What is required>
Without changing anything, reproduce every record below.

Data excerpts>

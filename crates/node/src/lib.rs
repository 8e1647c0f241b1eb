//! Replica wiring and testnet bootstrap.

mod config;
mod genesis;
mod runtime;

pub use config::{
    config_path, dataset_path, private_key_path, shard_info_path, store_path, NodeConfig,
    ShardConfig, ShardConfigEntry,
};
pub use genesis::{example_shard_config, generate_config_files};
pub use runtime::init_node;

Written response>
filename crates/node/src/lib.rs
repository 8e1647c0f241b1eb
//! Replica wiring and testnet bootstrap.

mod config;
mod genesis;
mod runtime;

pub use config::{
    config_path, dataset_path, private_key_path, shard_info_path, store_path, NodeConfig,
    ShardConfig, ShardConfigEntry,
};
pub use genesis::{example_shard_config, generate_config_files};
pub use runtime::init_node;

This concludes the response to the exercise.